16:33How did they pull off a seemingly suicidal mission?
16:38Most of the conquistadors came from the poorest areas of Spain, and they were desperate to make money.
16:47They were after gold and wealth, and they wanted to steal it.
16:54500 years ago, Cusco's greatest temple contained unimaginable wealth.
17:00Outside, a field of corn made of real gold, and life-sized golden statues of llamas.
17:10Inside the sanctuary, buildings gleamed like beacons, their thatched roofs woven with gold threads,
17:18and their walls plated with solid gold.
17:22And within the most sacred building, enough wealth to make all the conquistadors extremely rich.
17:32So how did they bring down the empire to get it?
17:38Many historians think superior European weapons were the key to the Spaniards' success.
17:45To investigate this theory, archaeologist Guillermo Cac examines these skeletons found in a mass grave.
17:54They date to the time of the conquest.
17:58Many have shocking wounds.
18:01When we began to excavate, they showed a very high number of injuries.
18:08Cuts, broken bones, but injuries that clearly show a level of violence that we haven't seen before.
18:17The conquistadors may have been few in number, but they were armed to the teeth.
18:23Many of these bones bear the scars of European weapons.
18:27We noticed that the mandible had been broken, and it was in two pieces.
18:35This was produced with the use of a sword that had go across the nose and the area of the
18:42mouth.
18:43The invaders carried weapons that the Incas had never seen before.
18:49Steel swords and guns.
18:52The violence continued, even when this victim had fallen.
18:57There were three rectangular holes in the back of the head.
19:03These injuries have been produced when the individual was facing down with a long lance.
19:11Guillermo finds that one skull has a hole just over half an inch wide.
19:16It's one of the earliest gunshot wounds ever found in the Americas.
19:21Even this bit of bone, shot out by a bullet, is in perfect condition 500 years later.
19:29The Spanish didn't just bring new weapons to the battlefield.
19:34Some rode horses, animals which didn't exist in South America, and were alien to the locals.
19:42Guillermo discovers how these beasts were used to inflict terrible injuries among the Inca.
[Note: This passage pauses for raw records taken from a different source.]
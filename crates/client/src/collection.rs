//! Local mirror of one record collection.

use sceneflow_core::types::RecordId;
use sceneflow_store::change::Change;
use sceneflow_store::StoredRecord;

/// The local, ordered view of one collection: newest first, plus the
/// in-flight-load and last-error flags a view renders from.
///
/// A bulk load and the change stream may land in any order; the
/// operations here are id-keyed and idempotent, so every interleaving
/// converges to the same final sequence.
#[derive(Debug, Clone)]
pub struct CollectionStore<T> {
    records: Vec<T>,
    loading: bool,
    error: Option<String>,
}

impl<T: StoredRecord + Clone> CollectionStore<T> {
    /// An empty store in loading state, as a view first renders it.
    pub fn new() -> Self {
        Self {
            records: Vec::new(),
            loading: true,
            error: None,
        }
    }

    pub fn records(&self) -> &[T] {
        &self.records
    }

    pub fn get(&self, id: RecordId) -> Option<&T> {
        self.records.iter().find(|r| r.record_id() == id)
    }

    pub fn len(&self) -> usize {
        self.records.len()
    }

    pub fn is_empty(&self) -> bool {
        self.records.is_empty()
    }

    pub fn is_loading(&self) -> bool {
        self.loading
    }

    pub fn error(&self) -> Option<&str> {
        self.error.as_deref()
    }

    /// Mark a reload as started. Records stay visible while it runs.
    pub fn begin_load(&mut self) {
        self.loading = true;
    }

    /// Replace the whole sequence with a fresh bulk-load result.
    pub fn load_succeeded(&mut self, records: Vec<T>) {
        self.records = records;
        self.loading = false;
        self.error = None;
    }

    /// Record a failed bulk load. Previously held records are kept, so a
    /// transient reload failure never blanks a populated view.
    pub fn load_failed(&mut self, message: impl Into<String>) {
        self.loading = false;
        self.error = Some(message.into());
    }

    /// Fold one streamed change into the sequence.
    ///
    /// Inserts prepend unless the id is already present (the load and the
    /// stream can both deliver a freshly created record). Updates replace
    /// in place, keeping the record's position; an update for an id not
    /// held locally is dropped, since the in-flight load will carry the
    /// current state. Deletes for unknown ids are a no-op.
    pub fn apply(&mut self, change: Change<T>) {
        match change {
            Change::Insert(record) => {
                if self.get(record.record_id()).is_none() {
                    self.records.insert(0, record);
                }
            }
            Change::Update(record) => {
                if let Some(existing) = self
                    .records
                    .iter_mut()
                    .find(|r| r.record_id() == record.record_id())
                {
                    *existing = record;
                }
            }
            Change::Delete(id) => {
                self.records.retain(|r| r.record_id() != id);
            }
        }
    }
}

impl<T: StoredRecord + Clone> Default for CollectionStore<T> {
    fn default() -> Self {
        Self::new()
    }
}
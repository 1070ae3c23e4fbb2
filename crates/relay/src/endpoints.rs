//! Pipeline webhook endpoint configuration.

use sceneflow_core::types::RecordId;

/// Webhook URLs for the rendering pipeline, one per operation.
///
/// Creation jobs POST to their URL; approve/reject address a specific
/// scene by appending its id to the operation's base URL.
#[derive(Debug, Clone)]
pub struct RelayEndpoints {
    pub create_character_url: String,
    pub create_scene_url: String,
    pub approve_scene_url: String,
    pub reject_scene_url: String,
}

impl RelayEndpoints {
    /// Load endpoints from the environment, falling back to a local
    /// pipeline instance.
    ///
    /// * `RELAY_CREATE_CHARACTER_URL`
    /// * `RELAY_CREATE_SCENE_URL`
    /// * `RELAY_APPROVE_SCENE_URL`
    /// * `RELAY_REJECT_SCENE_URL`
    pub fn from_env() -> Self {
        Self {
            create_character_url: std::env::var("RELAY_CREATE_CHARACTER_URL")
                .unwrap_or_else(|_| "http://localhost:5678/webhook/create-avatar".to_string()),
            create_scene_url: std::env::var("RELAY_CREATE_SCENE_URL")
                .unwrap_or_else(|_| "http://localhost:5678/webhook/create-scene".to_string()),
            approve_scene_url: std::env::var("RELAY_APPROVE_SCENE_URL")
                .unwrap_or_else(|_| "http://localhost:5678/webhook/approve-scene".to_string()),
            reject_scene_url: std::env::var("RELAY_REJECT_SCENE_URL")
                .unwrap_or_else(|_| "http://localhost:5678/webhook/reject-scene".to_string()),
        }
    }

    /// The approve webhook address for one scene.
    pub fn approve_scene(&self, scene_id: RecordId) -> String {
        format!("{}/{}", self.approve_scene_url, scene_id)
    }

    /// The reject webhook address for one scene.
    pub fn reject_scene(&self, scene_id: RecordId) -> String {
        format!("{}/{}", self.reject_scene_url, scene_id)
    }
}

#[cfg(test)]
mod tests {
    use super::*;

    #[test]
    fn test_scene_urls_embed_the_id() {
        let endpoints = RelayEndpoints {
            create_character_url: "http://pipeline/create-avatar".to_string(),
            create_scene_url: "http://pipeline/create-scene".to_string(),
            approve_scene_url: "http://pipeline/approve-scene".to_string(),
            reject_scene_url: "http://pipeline/reject-scene".to_string(),
        };
        let id = RecordId::new_v4();
        assert_eq!(
            endpoints.approve_scene(id),
            format!("http://pipeline/approve-scene/{id}")
        );
        assert_eq!(
            endpoints.reject_scene(id),
            format!("http://pipeline/reject-scene/{id}")
        );
    }
}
19:48We came to the conclusion that the individual was hit by the frontal feet of a horse that compressed the
19:58ribs and broke some of these bones.
20:06Many historians believe that this superior military technology gave the Spanish their first major victory.
20:14The capture of the Inca king himself.
20:18Atahualpa.
20:22The leader of the conquistadors arranged a meeting at a town with the Inca king.
20:30But the great ruler found only a Spanish priest and a translator.
20:39The rest were hiding in ambush.
20:44On a given signal,
20:47the Spanish cavalry charged out and fired their guns.
20:53King Atahualpa was taken hostage and his massive army fled.
20:59The Incas gave the Spanish mountains of gold and silver to save his life.
21:06Although the Inca armies outnumbered the conquistadors 35 to 1,
21:13this early Spanish victory was decisive.
21:17But can superior weapons alone account for their later success on the battlefield?
21:24Guillermo searches for answers in skeletons with a different type of injury.
21:29We have the impact in the face.
21:33Somewhere between the nose and the eyes.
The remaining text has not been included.